By allowing ads to appear on this site, you support the local businesses who, in turn, support great journalism.
Wisdom or knowledge? How about both?
Public Forum.jpg

To the Editor:


Having family in Great Bend, I read the Great Bend Tribune article: “Wisdom vs. knowledge: Which one is better?” (July 27 issue). Personally, I’d like to have both.

As Becky Gillette pointed out, “good judgment” is prized, yet our society puts a lot of stock in people who have “Dr.” in front of their names. I have known men who had an 8th-grade education who were more intelligent than my credentialed university professors. Yet, by the same token, I have put my life in the hands of men with “Dr” prefixing their names. In any event, I want an ample supply of knowledge PLUS wisdom.

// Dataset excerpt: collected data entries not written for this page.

//! Error type definitions.
//!
//! This module defines all error, warning, and info types used throughout the application.

use hickory_resolver::error::ResolveError;
use log::SetLoggerError;
use reqwest::Error as ReqwestError;
use strum_macros::EnumIter as EnumIterMacro;
use thiserror::Error;

/// Error types for initialization failures.
#[derive(Error, Debug)]
#[allow(clippy::enum_variant_names)] // All variants end with "Error" by convention
pub enum InitializationError {
    /// Error initializing the logger.
    #[error("Logger initialization error: {0}")]
    LoggerError(#[from] SetLoggerError),

    /// The resolver list could not be read.
    #[error("Failed to read resolver file {path}: {source}")]
    ResolverFileError {
        path: String,
        #[source]
        source: std::io::Error,
    },

    /// The resolver list did not yield a single usable nameserver.
    #[error("No usable nameservers in resolver file {0}")]
    NoNameserversError(String),
}

/// An unrecoverable resolver failure for a single CNAME query.
///
/// No-answer, NXDOMAIN and timeout outcomes are not errors; see `CnameAnswer`.
#[derive(Error, Debug)]
pub enum DnsLookupError {
    #[error("CNAME lookup for {domain} failed: {source}")]
    Resolver {
        domain: String,
        #[source]
        source: ResolveError,
    },
}

/// Failure fetching response headers for one URL.
#[derive(Error, Debug)]
pub enum HeaderFetchError {
    #[error("Error: 404 Not Found for URL: {url}")]
    NotFound { url: String },

    #[error("HTTP Error: {status} for URL: {url}")]
    Status { url: String, status: u16 },

    #[error("SSL Error for URL {url}: {source}")]
    Tls {
        url: String,
        #[source]
        source: ReqwestError,
    },

    #[error("Request timed out for URL {url}: {source}")]
    Timeout {
        url: String,
        #[source]
        source: ReqwestError,
    },

    #[error("Request Error for URL {url}: {source}")]
    Request {
        url: String,
        #[source]
        source: ReqwestError,
    },
}

/// Failure querying crt.sh.
#[derive(Error, Debug)]
pub enum CrtError {
    #[error("crt.sh request failed: {0}")]
    Request(#[source] ReqwestError),

    #[error("crt.sh returned HTTP {0}")]
    Status(u16),

    #[error("Error parsing JSON: {0}")]
    Decode(#[source] ReqwestError),
}

/// Types of errors that can occur while processing an input entry.
#[derive(Debug, Clone, Copy, PartialEq, Eq, Hash, EnumIterMacro)]
pub enum ErrorType {
    // DNS errors
    DnsCnameLookupError,
    // HTTP/Network errors
    HttpRequestNotFound,
    HttpRequestStatusError,
    HttpRequestTlsError,
    HttpRequestTimeoutError,
    HttpRequestOtherError,
}

/// Types of warnings: input that was skipped rather than processed.
#[derive(Debug, Clone, Copy, PartialEq, Eq, Hash, EnumIterMacro)]
pub enum WarningType {
    InvalidUrl,
    UnrecognizedMassdnsLine,
}

/// Types of informational metrics.
///
/// The CNAME outcomes here are all recovered as an empty chain segment.
#[derive(Debug, Clone, Copy, PartialEq, Eq, Hash, EnumIterMacro)]
pub enum InfoType {
    CnameNoAnswer,
    CnameNxDomain,
    CnameTimeout,
}

impl std::fmt::Display for ErrorType {
    fn fmt(&self, f: &mut std::fmt::Formatter<'_>) -> std::fmt::Result {
        f.write_str(self.as_str())
    }
}

impl ErrorType {
    pub fn as_str(&self) -> &'static str {
        match self {
            ErrorType::DnsCnameLookupError => "DNS CNAME lookup error",
            ErrorType::HttpRequestNotFound => "Not Found (404)",
            ErrorType::HttpRequestStatusError => "HTTP request status error",
            ErrorType::HttpRequestTlsError => "TLS handshake error",
            ErrorType::HttpRequestTimeoutError => "HTTP request timeout error",
            ErrorType::HttpRequestOtherError => "HTTP request other error",
        }
    }
}

impl WarningType {
    /// Returns a human-readable string representation of the warning type.
    pub fn as_str(&self) -> &'static str {
        match self {
            WarningType::InvalidUrl => "Invalid URL skipped",
            WarningType::UnrecognizedMassdnsLine => "Unrecognized massdns line",
        }
    }
}

impl InfoType {
    /// Returns a human-readable string representation of the info type.
    pub fn as_str(&self) -> &'static str {
        match self {
            InfoType::CnameNoAnswer => "CNAME query without answer",
            InfoType::CnameNxDomain => "CNAME query for non-existent domain",
            InfoType::CnameTimeout => "CNAME query timed out",
        }
    }
}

Not many people know much about Dr. Osirus Budha Randolph, M.D., but they have probably heard of this father, the spiritualist who was also a physician Dr. Paschal Beverley Randolph, M.D., who was a friend of Abraham Lincoln. He was allowed to board the funeral train of President Lincoln, but was rudely told to get off the train when some passengers objected to a man of partial African-American ancestry being aboard the train. Randolph complied and the train proceeded on.

Dr. Paschal B. Randolph’s son was of even more fairer skin. Osirus B. Randolph was born the year of his father’s death in 1875. By contrast, he was more widely accepted into the social circles of Toledo. He was a 32nd-degree Scottish Rite Mason as well as a Knight Templar York Rite Mason (open to Christians only) in Eu-Tah Commandery #6 when he died in 1929.

Dr Randolph was on the staff of two hospitals in Toledo, Ohio. Like his fellow practitioners in Great Bend, Kansas, he served the WHOLE community. He abided by the Hippocratic Oath; of which one of its key tenants is “to do no harm.” I wish our professional people as well as our elected and appointed officials took their oaths of office as seriously.


James A. Marples

Esbon, Kan.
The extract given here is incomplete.